══ DATA SHOWN

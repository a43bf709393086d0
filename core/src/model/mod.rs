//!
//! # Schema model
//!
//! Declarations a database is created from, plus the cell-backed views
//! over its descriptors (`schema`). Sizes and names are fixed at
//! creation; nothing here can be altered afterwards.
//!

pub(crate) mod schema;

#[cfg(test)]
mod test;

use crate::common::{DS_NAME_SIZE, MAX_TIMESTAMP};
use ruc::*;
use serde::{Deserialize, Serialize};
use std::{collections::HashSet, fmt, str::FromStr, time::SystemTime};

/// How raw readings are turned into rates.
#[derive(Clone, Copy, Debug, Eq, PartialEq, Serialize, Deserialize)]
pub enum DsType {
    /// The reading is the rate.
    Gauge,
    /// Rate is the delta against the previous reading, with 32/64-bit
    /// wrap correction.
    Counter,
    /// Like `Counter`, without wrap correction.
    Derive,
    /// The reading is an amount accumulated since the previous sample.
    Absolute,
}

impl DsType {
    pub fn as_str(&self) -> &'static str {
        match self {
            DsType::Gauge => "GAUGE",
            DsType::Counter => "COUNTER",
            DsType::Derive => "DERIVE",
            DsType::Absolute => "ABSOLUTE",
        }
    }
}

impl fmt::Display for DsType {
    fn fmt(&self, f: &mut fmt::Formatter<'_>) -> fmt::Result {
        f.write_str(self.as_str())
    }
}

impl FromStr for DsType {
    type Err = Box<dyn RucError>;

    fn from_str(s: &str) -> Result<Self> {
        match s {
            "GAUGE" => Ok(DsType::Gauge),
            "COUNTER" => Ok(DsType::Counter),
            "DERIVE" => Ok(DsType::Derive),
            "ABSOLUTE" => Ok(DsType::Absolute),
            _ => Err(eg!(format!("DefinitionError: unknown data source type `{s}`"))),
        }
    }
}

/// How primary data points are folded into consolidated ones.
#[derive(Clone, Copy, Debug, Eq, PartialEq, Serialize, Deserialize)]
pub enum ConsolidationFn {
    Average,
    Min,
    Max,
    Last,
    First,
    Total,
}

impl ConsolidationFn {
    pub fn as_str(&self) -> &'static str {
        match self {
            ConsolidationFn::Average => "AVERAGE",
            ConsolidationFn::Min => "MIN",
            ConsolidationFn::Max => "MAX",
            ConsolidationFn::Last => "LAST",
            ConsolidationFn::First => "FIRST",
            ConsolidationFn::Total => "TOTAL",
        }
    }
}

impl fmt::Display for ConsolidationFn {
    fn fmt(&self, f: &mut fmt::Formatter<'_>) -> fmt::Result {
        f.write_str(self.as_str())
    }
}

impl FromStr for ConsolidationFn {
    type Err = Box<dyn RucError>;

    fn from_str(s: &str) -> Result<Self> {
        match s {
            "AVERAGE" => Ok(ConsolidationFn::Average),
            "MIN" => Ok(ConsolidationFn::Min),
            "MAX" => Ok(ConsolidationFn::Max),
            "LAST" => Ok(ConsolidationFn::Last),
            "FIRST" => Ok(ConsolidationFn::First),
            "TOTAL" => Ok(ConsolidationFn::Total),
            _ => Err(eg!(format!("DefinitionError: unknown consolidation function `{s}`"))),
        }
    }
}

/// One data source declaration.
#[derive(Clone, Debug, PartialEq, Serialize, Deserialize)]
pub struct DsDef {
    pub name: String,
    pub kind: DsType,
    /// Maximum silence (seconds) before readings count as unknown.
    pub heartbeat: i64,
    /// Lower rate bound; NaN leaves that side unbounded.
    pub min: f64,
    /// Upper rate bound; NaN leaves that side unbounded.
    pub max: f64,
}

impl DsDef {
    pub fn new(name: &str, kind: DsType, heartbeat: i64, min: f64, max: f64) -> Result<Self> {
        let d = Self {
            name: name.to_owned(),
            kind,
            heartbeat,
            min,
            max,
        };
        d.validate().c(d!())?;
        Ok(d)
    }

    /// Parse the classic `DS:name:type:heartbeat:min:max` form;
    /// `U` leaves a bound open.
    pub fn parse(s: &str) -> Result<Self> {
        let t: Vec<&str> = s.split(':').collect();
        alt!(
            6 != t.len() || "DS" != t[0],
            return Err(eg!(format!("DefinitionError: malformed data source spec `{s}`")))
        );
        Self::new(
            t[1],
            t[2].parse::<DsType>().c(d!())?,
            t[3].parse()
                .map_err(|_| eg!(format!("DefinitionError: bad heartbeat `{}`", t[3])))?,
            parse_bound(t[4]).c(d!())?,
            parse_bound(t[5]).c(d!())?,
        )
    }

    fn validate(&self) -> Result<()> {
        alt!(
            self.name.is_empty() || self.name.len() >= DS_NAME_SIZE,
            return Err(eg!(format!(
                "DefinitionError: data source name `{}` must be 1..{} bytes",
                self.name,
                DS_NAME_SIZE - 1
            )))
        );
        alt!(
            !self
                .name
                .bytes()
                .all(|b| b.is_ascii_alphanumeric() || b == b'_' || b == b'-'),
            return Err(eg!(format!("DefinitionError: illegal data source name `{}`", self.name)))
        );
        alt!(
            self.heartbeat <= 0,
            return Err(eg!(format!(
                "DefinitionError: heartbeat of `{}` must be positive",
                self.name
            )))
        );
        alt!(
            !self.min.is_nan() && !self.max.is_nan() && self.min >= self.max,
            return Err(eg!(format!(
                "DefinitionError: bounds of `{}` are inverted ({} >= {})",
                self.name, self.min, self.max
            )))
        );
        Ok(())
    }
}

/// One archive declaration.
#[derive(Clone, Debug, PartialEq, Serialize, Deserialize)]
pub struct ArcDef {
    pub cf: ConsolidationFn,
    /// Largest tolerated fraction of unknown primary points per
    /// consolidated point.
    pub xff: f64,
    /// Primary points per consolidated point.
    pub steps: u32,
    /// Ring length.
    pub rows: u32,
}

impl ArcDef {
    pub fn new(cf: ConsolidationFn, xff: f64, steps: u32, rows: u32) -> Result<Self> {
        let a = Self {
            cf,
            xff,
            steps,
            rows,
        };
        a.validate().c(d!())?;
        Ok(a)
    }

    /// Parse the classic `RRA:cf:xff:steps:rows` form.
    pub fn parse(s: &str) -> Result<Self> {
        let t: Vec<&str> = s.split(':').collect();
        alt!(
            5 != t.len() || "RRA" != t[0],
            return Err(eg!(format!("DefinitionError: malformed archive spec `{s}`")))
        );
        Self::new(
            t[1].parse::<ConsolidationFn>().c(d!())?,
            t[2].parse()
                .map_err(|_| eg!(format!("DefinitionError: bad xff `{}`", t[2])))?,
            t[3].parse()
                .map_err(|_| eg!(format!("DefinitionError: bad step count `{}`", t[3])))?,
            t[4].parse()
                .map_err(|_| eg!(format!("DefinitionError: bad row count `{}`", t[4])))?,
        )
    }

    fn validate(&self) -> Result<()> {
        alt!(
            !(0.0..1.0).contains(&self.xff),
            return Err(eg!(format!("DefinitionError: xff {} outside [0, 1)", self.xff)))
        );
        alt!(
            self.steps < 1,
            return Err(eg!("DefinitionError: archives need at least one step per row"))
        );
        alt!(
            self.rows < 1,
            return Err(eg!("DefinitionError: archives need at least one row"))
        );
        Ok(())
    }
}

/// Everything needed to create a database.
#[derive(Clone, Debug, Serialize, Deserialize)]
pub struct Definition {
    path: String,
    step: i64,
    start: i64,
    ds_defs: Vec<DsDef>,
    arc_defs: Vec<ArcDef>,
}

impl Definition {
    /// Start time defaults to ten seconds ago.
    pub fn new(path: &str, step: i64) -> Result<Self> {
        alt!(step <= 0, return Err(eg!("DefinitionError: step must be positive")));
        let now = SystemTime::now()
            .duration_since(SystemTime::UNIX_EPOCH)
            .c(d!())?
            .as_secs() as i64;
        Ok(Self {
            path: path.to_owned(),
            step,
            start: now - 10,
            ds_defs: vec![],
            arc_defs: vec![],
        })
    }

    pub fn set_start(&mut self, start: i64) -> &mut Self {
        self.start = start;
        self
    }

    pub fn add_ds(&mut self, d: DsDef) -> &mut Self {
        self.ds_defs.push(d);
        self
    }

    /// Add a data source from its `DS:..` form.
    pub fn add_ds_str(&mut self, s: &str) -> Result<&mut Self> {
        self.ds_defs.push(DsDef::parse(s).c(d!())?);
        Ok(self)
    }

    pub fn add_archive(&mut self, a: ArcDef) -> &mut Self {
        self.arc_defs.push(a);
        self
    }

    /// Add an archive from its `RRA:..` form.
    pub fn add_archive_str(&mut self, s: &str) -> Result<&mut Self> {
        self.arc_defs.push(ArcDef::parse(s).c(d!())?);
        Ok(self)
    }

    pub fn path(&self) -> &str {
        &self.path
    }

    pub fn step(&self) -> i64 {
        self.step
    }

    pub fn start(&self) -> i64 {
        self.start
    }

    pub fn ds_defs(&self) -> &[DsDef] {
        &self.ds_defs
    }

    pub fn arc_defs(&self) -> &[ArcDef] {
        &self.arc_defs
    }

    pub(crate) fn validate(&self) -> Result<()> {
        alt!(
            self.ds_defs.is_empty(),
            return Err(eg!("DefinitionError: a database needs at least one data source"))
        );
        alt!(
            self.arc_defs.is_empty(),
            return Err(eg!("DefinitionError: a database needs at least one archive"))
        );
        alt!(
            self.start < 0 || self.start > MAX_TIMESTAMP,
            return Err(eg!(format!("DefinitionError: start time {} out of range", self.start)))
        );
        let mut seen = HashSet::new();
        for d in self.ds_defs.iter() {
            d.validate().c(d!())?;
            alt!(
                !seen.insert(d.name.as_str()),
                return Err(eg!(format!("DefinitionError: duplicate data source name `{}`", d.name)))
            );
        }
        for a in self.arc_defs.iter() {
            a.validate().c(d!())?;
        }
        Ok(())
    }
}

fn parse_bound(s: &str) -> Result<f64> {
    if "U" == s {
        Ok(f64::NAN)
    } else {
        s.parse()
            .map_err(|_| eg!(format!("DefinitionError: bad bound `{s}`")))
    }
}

════

**REQUIRED ACTION:** Every line above in which the word "DsDef" occurs needs to be copied.

**OUTPUT:**
pub struct DsDef {
impl DsDef {
    ds_defs: Vec<DsDef>,
    pub fn add_ds(&mut self, d: DsDef) -> &mut Self {
        self.ds_defs.push(DsDef::parse(s).c(d!())?);
    pub fn ds_defs(&self) -> &[DsDef] {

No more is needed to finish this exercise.